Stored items
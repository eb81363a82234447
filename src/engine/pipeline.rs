// Debounced recompute pipeline.
// -----------------------------
// Every change to the form reschedules a single pass. A pass snapshots the form inputs,
// re-derives pool status, clamped range, hidden side, the derived amount and both step
// validity flags, then writes them back unless a newer pass was scheduled meanwhile.

use std::sync::atomic::{AtomicU64, Ordering};
use std::sync::Arc;

use ethers::types::Address;
use log::{debug, warn};
use num_traits::Signed;
use tokio::sync::Mutex;
use tokio::task::JoinHandle;

use crate::chain::lookups::MarketLookups;
use crate::config::EngineConfig;
use crate::engine::amount_calculator::{AmountRequest, MarketView};
use crate::engine::form::{ConnectionState, PositionForm, StepValidity, ValidityReason};
use crate::engine::range::validate_range;
use crate::math::units::to_raw;
use crate::models::{AmountPair, FeeTier, PoolStatus, PriceRange, Side};

/// Snapshot of the user-entered form fields a pass depends on.
#[derive(Debug, Clone, PartialEq)]
pub struct PassInputs {
    pub connection: ConnectionState,
    pub token_a: Option<Address>,
    pub token_b: Option<Address>,
    pub fee: Option<FeeTier>,
    pub initial_price: f64,
    pub range: PriceRange,
    pub amounts: AmountPair,
    pub edited: Option<Side>,
}

impl PassInputs {
    /// Both tokens and the fee, when step 1 names two different tokens.
    pub fn selected_pair(&self) -> Option<(Address, Address, FeeTier)> {
        match (self.token_a, self.token_b, self.fee) {
            (Some(a), Some(b), Some(fee)) if a != b => Some((a, b, fee)),
            _ => None,
        }
    }
}

#[derive(Debug, Clone, PartialEq, Default)]
pub struct PassOutcome {
    pub pool: PoolStatus,
    /// Human price (A per B): the live pool price, or the initial price when no pool exists.
    pub current_price: Option<f64>,
    pub requires_initial_price: bool,
    /// Set only when clamping moved a bound.
    pub range: Option<PriceRange>,
    pub hidden: Option<Side>,
    /// Recomputed non-edited amount.
    pub derived: Option<(Side, String)>,
    pub step1: StepValidity,
    pub step2: StepValidity,
}

impl PassOutcome {
    fn blocked(reason: ValidityReason) -> Self {
        Self {
            step1: StepValidity::invalid(reason),
            step2: StepValidity::invalid(reason),
            ..Self::default()
        }
    }

    fn degraded(pool: PoolStatus) -> Self {
        Self {
            pool,
            step1: StepValidity::degraded(),
            step2: StepValidity::degraded(),
            ..Self::default()
        }
    }
}

/// One recompute pass. Never fails: lookup failures degrade to invalid steps.
pub async fn run_pass<L>(inputs: &PassInputs, lookups: &L, config: &EngineConfig) -> PassOutcome
where
    L: MarketLookups + ?Sized,
{
    // 0) connection precondition
    let ConnectionState::Connected(session) = inputs.connection else {
        return PassOutcome::blocked(ValidityReason::NotConnected);
    };

    // 1) step-1 completeness
    let Some((token_a, token_b, fee)) = inputs.selected_pair() else {
        return PassOutcome::blocked(ValidityReason::IncompleteFields);
    };

    // 2) pool status and current price, read once for the whole pass
    let (snapshot, meta) = futures::join!(
        lookups.pool_snapshot(token_a, token_b, fee),
        async { futures::try_join!(lookups.token_metadata(token_a), lookups.token_metadata(token_b)) },
    );
    let snapshot = match snapshot {
        Ok(snapshot) => snapshot,
        Err(e) => {
            warn!("Pool lookup failed: {}", e);
            return PassOutcome::degraded(PoolStatus::Unknown);
        }
    };
    let (meta_a, meta_b) = match meta {
        Ok(meta) => meta,
        Err(e) => {
            warn!("Token metadata lookup failed: {}", e);
            return PassOutcome::degraded(snapshot.map(PoolStatus::Live).unwrap_or(PoolStatus::NotCreated));
        }
    };
    let view = MarketView::new(token_a, token_b, meta_a, meta_b, snapshot.clone());

    let mut outcome = PassOutcome::default();
    match snapshot {
        Some(snapshot) => {
            let price = view.orientation().to_human_price(snapshot.raw_price());
            outcome.current_price = Some(price).filter(|p| p.is_finite() && *p > 0.0);
            outcome.pool = PoolStatus::Live(snapshot);
        }
        None => {
            outcome.pool = PoolStatus::NotCreated;
            outcome.requires_initial_price = true;
            outcome.current_price = Some(inputs.initial_price).filter(|p| p.is_finite() && *p > 0.0);
        }
    }
    outcome.step1 = if outcome.requires_initial_price && outcome.current_price.is_none() {
        StepValidity::invalid(ValidityReason::IncompleteFields)
    } else {
        StepValidity::valid()
    };

    let Some(current_price) = outcome.current_price else {
        outcome.step2 = StepValidity::invalid(ValidityReason::IncompleteFields);
        return outcome;
    };
    if !validate_range(inputs.range.min_price, inputs.range.max_price) {
        outcome.step2 = StepValidity::invalid(ValidityReason::IncompleteFields);
        return outcome;
    }

    // 3) clamp against the current price
    let range = config.clamp.clamp_range(inputs.range, current_price);
    if range != inputs.range {
        debug!("Clamped range {:?} -> {:?} at price {}", inputs.range, range, current_price);
        outcome.range = Some(range);
    }

    // 4) hidden side
    let base = AmountRequest {
        token_a,
        token_b,
        fee,
        direction: Side::A,
        amount: String::new(),
        current_price,
        range,
        tick_spacing: config.tick_spacing,
    };
    outcome.hidden = view.hidden_side(&base);

    // 5) derived amount
    let mut amounts = inputs.amounts.clone();
    if let Some(edited) = inputs.edited.filter(|side| outcome.hidden != Some(*side)) {
        let request = base.with_driving(edited, amounts.get(edited));
        let pair = view.amounts(&request);
        let derived_side = edited.other();
        let derived = pair.get(derived_side).to_string();
        match derived_side {
            Side::A => amounts.amount_a = derived.clone(),
            Side::B => amounts.amount_b = derived.clone(),
        }
        outcome.derived = Some((derived_side, derived));
    }

    // 6) step-2 completeness in raw units, then balances
    let mut required = Vec::with_capacity(2);
    for side in [Side::A, Side::B].into_iter().filter(|side| outcome.hidden != Some(*side)) {
        match to_raw(amounts.get(side), view.decimals(side)) {
            Ok(raw) if raw.is_positive() => required.push((side, raw)),
            Ok(_) => {
                debug!("{:?} amount {:?} is below one raw unit", side, amounts.get(side));
                outcome.step2 = StepValidity::invalid(ValidityReason::IncompleteFields);
                return outcome;
            }
            Err(e) => {
                debug!("Unparseable {:?} amount: {}", side, e);
                outcome.step2 = StepValidity::invalid(ValidityReason::IncompleteFields);
                return outcome;
            }
        }
    }

    for (side, required) in required {
        let token = match side {
            Side::A => token_a,
            Side::B => token_b,
        };
        match lookups.balance_of(token, session.account).await {
            Ok(balance) if balance >= required => {}
            Ok(balance) => {
                debug!("Insufficient {:?} balance: have {}, need {}", side, balance, required);
                outcome.step2 = StepValidity::invalid(ValidityReason::InsufficientTokens);
                return outcome;
            }
            Err(e) => {
                warn!("Balance lookup failed for {:?}: {}", token, e);
                outcome.step2 = StepValidity::degraded();
                return outcome;
            }
        }
    }

    outcome.step2 = StepValidity::valid();
    outcome
}

/// Owns the single debounce timer of a form. Dropping the pipeline cancels any pending pass.
pub struct RecomputePipeline<L: ?Sized> {
    form: Arc<Mutex<PositionForm>>,
    lookups: Arc<L>,
    config: EngineConfig,
    generation: Arc<AtomicU64>,
    pending: Option<JoinHandle<()>>,
}

impl<L> RecomputePipeline<L>
where
    L: MarketLookups + ?Sized + 'static,
{
    pub fn new(form: Arc<Mutex<PositionForm>>, lookups: Arc<L>, config: EngineConfig) -> Self {
        Self {
            form,
            lookups,
            config,
            generation: Arc::new(AtomicU64::new(0)),
            pending: None,
        }
    }

    pub fn form(&self) -> &Arc<Mutex<PositionForm>> {
        &self.form
    }

    pub fn config(&self) -> &EngineConfig {
        &self.config
    }

    /// True while a scheduled pass has not finished yet.
    pub fn is_pending(&self) -> bool {
        self.pending.as_ref().map_or(false, |handle| !handle.is_finished())
    }

    fn cancel_pending(&mut self) {
        if let Some(handle) = self.pending.take() {
            handle.abort();
        }
    }

    /// Cancel-and-reschedule: the pending pass (timer or in flight) is dropped and a new
    /// one fires after the debounce delay.
    pub fn schedule(&mut self) {
        self.cancel_pending();
        let generation = self.generation.fetch_add(1, Ordering::SeqCst) + 1;

        let form = self.form.clone();
        let lookups = self.lookups.clone();
        let config = self.config.clone();
        let current = self.generation.clone();
        self.pending = Some(tokio::spawn(async move {
            tokio::time::sleep(config.debounce).await;
            execute(&form, lookups.as_ref(), &config, &current, generation).await;
        }));
    }

    /// Runs a pass immediately, superseding anything scheduled.
    pub async fn flush(&mut self) {
        self.cancel_pending();
        let generation = self.generation.fetch_add(1, Ordering::SeqCst) + 1;
        execute(&self.form, self.lookups.as_ref(), &self.config, &self.generation, generation).await;
    }

    /// Mutates the form, then reschedules.
    pub async fn update<F, R>(&mut self, edit: F) -> R
    where
        F: FnOnce(&mut PositionForm) -> R,
    {
        let result = {
            let mut form = self.form.lock().await;
            edit(&mut form)
        };
        self.schedule();
        result
    }

    /// Stops the timer; no pass scheduled so far will write to the form.
    pub fn shutdown(&mut self) {
        self.cancel_pending();
        self.generation.fetch_add(1, Ordering::SeqCst);
    }
}

impl<L: ?Sized> Drop for RecomputePipeline<L> {
    fn drop(&mut self) {
        if let Some(handle) = self.pending.take() {
            handle.abort();
        }
        self.generation.fetch_add(1, Ordering::SeqCst);
    }
}

async fn execute<L>(form: &Mutex<PositionForm>, lookups: &L, config: &EngineConfig, current: &AtomicU64, generation: u64)
where
    L: MarketLookups + ?Sized,
{
    let inputs = form.lock().await.pass_inputs();
    let outcome = run_pass(&inputs, lookups, config).await;

    let mut form = form.lock().await;
    if current.load(Ordering::SeqCst) != generation {
        debug!("Discarding superseded pass {}", generation);
        return;
    }
    debug!("Applying pass {}: step1={:?} step2={:?} hidden={:?}", generation, outcome.step1, outcome.step2, outcome.hidden);
    form.apply(outcome);
}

**ABOUT THIS TASK:** Count lines above with the word "NotCreated". Give the number only.

**FINISHED EXERCISE:** 2